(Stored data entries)
-- -- --

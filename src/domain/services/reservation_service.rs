use crate::domain::models::contact::Contact;
use crate::domain::models::outbox::{
    OutboxEvent, EVENT_BOOKING_CREATED, EVENT_RESERVATION_APPROVED, EVENT_RESERVATION_REJECTED,
};
use crate::domain::models::payment::Payment;
use crate::domain::models::reservation::{NewReservationParams, Reservation, ReservationStatus};
use crate::domain::ports::{
    CancelOutcome, PaymentGateway, PaymentRepository, ProgramRepository, ReservationRepository,
};
use crate::domain::services::availability::is_within_schedule;
use crate::error::AppError;
use chrono::{DateTime, Utc};
use std::sync::Arc;
use tracing::info;

/// What the client needs to open a gateway checkout.
#[derive(Debug)]
pub struct BookingReceipt {
    pub reservation_id: String,
    pub order_id: String,
    pub amount: i64,
    pub order_name: String,
}

pub struct CreateReservation {
    pub program_id: String,
    pub user_id: String,
    pub start_time: DateTime<Utc>,
    pub end_time: DateTime<Utc>,
    pub phone: String,
    pub email: String,
    pub message: String,
}

/// Orchestrates the booking lifecycle. Slot validation happens against a
/// snapshot of the schedule; the conflict check and inserts run inside
/// the repository's single reserve transaction.
pub struct ReservationService {
    programs: Arc<dyn ProgramRepository>,
    reservations: Arc<dyn ReservationRepository>,
    payments: Arc<dyn PaymentRepository>,
    gateway: Arc<dyn PaymentGateway>,
    lock_minutes: i64,
}

impl ReservationService {
    pub fn new(
        programs: Arc<dyn ProgramRepository>,
        reservations: Arc<dyn ReservationRepository>,
        payments: Arc<dyn PaymentRepository>,
        gateway: Arc<dyn PaymentGateway>,
        lock_minutes: i64,
    ) -> Self {
        Self {
            programs,
            reservations,
            payments,
            gateway,
            lock_minutes,
        }
    }

    pub async fn create(&self, req: CreateReservation) -> Result<BookingReceipt, AppError> {
        if req.start_time >= req.end_time {
            return Err(AppError::Validation("startTime must precede endTime".into()));
        }
        if req.start_time < Utc::now() {
            return Err(AppError::Validation("Cannot book in the past".into()));
        }

        let program = self
            .programs
            .find_by_id(&req.program_id)
            .await?
            .ok_or(AppError::NotFound("Program not found".into()))?;

        let schedule = self
            .programs
            .find_schedule(&program.id)
            .await?
            .ok_or(AppError::NotFound("Program has no schedule".into()))?;

        if !is_within_schedule(&schedule.weekly, req.start_time, req.end_time) {
            return Err(AppError::Validation(
                "The selected time is outside the mentor's availability".into(),
            ));
        }

        let reservation = Reservation::new(NewReservationParams {
            program_id: program.id.clone(),
            schedule_id: schedule.id.clone(),
            user_id: req.user_id.clone(),
            start_time: req.start_time,
            end_time: req.end_time,
            lock_minutes: self.lock_minutes,
        });

        let contact = Contact::new(
            reservation.id.clone(),
            req.phone,
            req.email,
            req.message,
        );

        let payment = Payment::new(
            reservation.id.clone(),
            req.user_id,
            program.price,
            program.title.clone(),
        );

        let event = OutboxEvent::new(
            EVENT_BOOKING_CREATED,
            program.mentor_user_id.clone(),
            reservation.id.clone(),
            program.id.clone(),
            format!("A mentoring session for \"{}\" has been requested.", program.title),
        );

        let created = self
            .reservations
            .reserve(&reservation, &contact, &payment, &event)
            .await?;

        info!(
            reservation_id = %created.id,
            order_id = %payment.order_id,
            program_id = %program.id,
            "reservation created"
        );

        Ok(BookingReceipt {
            reservation_id: created.id,
            order_id: payment.order_id,
            amount: payment.price,
            order_name: payment.title,
        })
    }

    /// Mentor approval or rejection of a paid (CONFIRMED) reservation.
    /// Rejection of a paid booking runs the compensating refund so the
    /// reservation and payment never disagree about money.
    pub async fn decide(
        &self,
        mentor_user_id: &str,
        reservation_id: &str,
        approved: bool,
        reason: Option<String>,
    ) -> Result<(), AppError> {
        let reservation = self
            .reservations
            .find_by_id(reservation_id)
            .await?
            .ok_or(AppError::NotFound("Reservation not found".into()))?;

        let program = self
            .programs
            .find_by_id(&reservation.program_id)
            .await?
            .ok_or(AppError::NotFound("Program not found".into()))?;

        if program.mentor_user_id != mentor_user_id {
            return Err(AppError::Forbidden(
                "Only the program's mentor can decide on this reservation".into(),
            ));
        }

        match reservation.status() {
            Some(ReservationStatus::Confirmed) => {}
            Some(ReservationStatus::Progress) => {
                return Err(AppError::Conflict("Reservation already approved".into()))
            }
            Some(ReservationStatus::Cancelled) => {
                return Err(AppError::Conflict("Reservation already cancelled".into()))
            }
            _ => {
                return Err(AppError::Conflict(
                    "Only a paid reservation can be decided on".into(),
                ))
            }
        }

        if approved {
            let event = OutboxEvent::new(
                EVENT_RESERVATION_APPROVED,
                reservation.user_id.clone(),
                reservation.id.clone(),
                program.id.clone(),
                format!("Your \"{}\" mentoring session was approved.", program.title),
            );
            self.reservations
                .apply_decision(
                    &reservation.id,
                    ReservationStatus::Progress.as_str(),
                    None,
                    &event,
                )
                .await?;
            info!(reservation_id = %reservation.id, "reservation approved");
            return Ok(());
        }

        // Rejection: the mentee already paid, so refund first.
        let payment = self
            .payments
            .find_by_reservation_id(&reservation.id)
            .await?
            .ok_or(AppError::NotFound("Payment record not found".into()))?;

        let payment_key = payment
            .payment_key
            .as_deref()
            .ok_or(AppError::InternalWithMsg(
                "Confirmed reservation has no payment key".into(),
            ))?;

        let reject_reason = reason.unwrap_or_else(|| "Rejected by mentor".to_string());

        match self
            .gateway
            .cancel(payment_key, &reject_reason)
            .await?
        {
            CancelOutcome::Cancelled => {}
            CancelOutcome::Rejected { code, message } => {
                info!(%code, %message, reservation_id = %reservation.id, "gateway refused refund on rejection");
                return Err(AppError::RefundFailed);
            }
        }

        let event = OutboxEvent::new(
            EVENT_RESERVATION_REJECTED,
            reservation.user_id.clone(),
            reservation.id.clone(),
            program.id.clone(),
            format!("Your \"{}\" mentoring session was declined.", program.title),
        );

        self.payments
            .mark_refunded(&payment.id, &reservation.id, Some(&reject_reason), &event)
            .await?;

        info!(reservation_id = %reservation.id, "reservation rejected and refunded");
        Ok(())
    }
}
use axum::{extract::{Path, Query, State}, response::IntoResponse, Json};
use crate::api::dtos::requests::{PaginationQuery, VerifyPaymentRequest};
use crate::api::dtos::responses::VerifyPaymentResponse;
use crate::api::extractors::auth::AuthUser;
use crate::domain::services::payment_service::VerifyOutcome;
use crate::error::AppError;
use crate::state::AppState;
use std::sync::Arc;

pub async fn verify_payment(
    State(state): State<Arc<AppState>>,
    AuthUser(_user_id): AuthUser,
    Json(payload): Json<VerifyPaymentRequest>,
) -> Result<impl IntoResponse, AppError> {
    let outcome = state
        .payment_service
        .verify(&payload.order_id, payload.price, &payload.payment_key)
        .await?;

    let response = match outcome {
        VerifyOutcome::Done { receipt_url } => VerifyPaymentResponse {
            status: "done",
            receipt_url,
            should_retry: None,
        },
        VerifyOutcome::Pending { should_retry } => VerifyPaymentResponse {
            status: "pending",
            receipt_url: None,
            should_retry: Some(should_retry),
        },
    };
    Ok(Json(response))
}

pub async fn cancel_payment(
    State(state): State<Arc<AppState>>,
    AuthUser(user_id): AuthUser,
    Path(payment_key): Path<String>,
) -> Result<impl IntoResponse, AppError> {
    state
        .payment_service
        .cancel_and_refund(&user_id, &payment_key)
        .await?;
    Ok(Json(serde_json::json!({ "status": "refunded" })))
}

pub async fn list_my_payments(
    State(state): State<Arc<AppState>>,
    AuthUser(user_id): AuthUser,
    Query(pagination): Query<PaginationQuery>,
) -> Result<impl IntoResponse, AppError> {
    let (limit, offset) = pagination.limit_offset();
    let items = state.payment_repo.list_for_user(&user_id, limit, offset).await?;
    Ok(Json(serde_json::json!({ "items": items })))
}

-- -- --

[Work request] Please restate the records word for word. Go from the first line to the line with "happens against a" and include both.

[Solution to the problem]
filename src/domain/services/reservation_service.rs
use crate::domain::models::contact::Contact;
use crate::domain::models::outbox::{
    OutboxEvent, EVENT_BOOKING_CREATED, EVENT_RESERVATION_APPROVED, EVENT_RESERVATION_REJECTED,
};
use crate::domain::models::payment::Payment;
use crate::domain::models::reservation::{NewReservationParams, Reservation, ReservationStatus};
use crate::domain::ports::{
    CancelOutcome, PaymentGateway, PaymentRepository, ProgramRepository, ReservationRepository,
};
use crate::domain::services::availability::is_within_schedule;
use crate::error::AppError;
use chrono::{DateTime, Utc};
use std::sync::Arc;
use tracing::info;

/// What the client needs to open a gateway checkout.
#[derive(Debug)]
pub struct BookingReceipt {
    pub reservation_id: String,
    pub order_id: String,
    pub amount: i64,
    pub order_name: String,
}

pub struct CreateReservation {
    pub program_id: String,
    pub user_id: String,
    pub start_time: DateTime<Utc>,
    pub end_time: DateTime<Utc>,
    pub phone: String,
    pub email: String,
    pub message: String,
}

/// Orchestrates the booking lifecycle. Slot validation happens against a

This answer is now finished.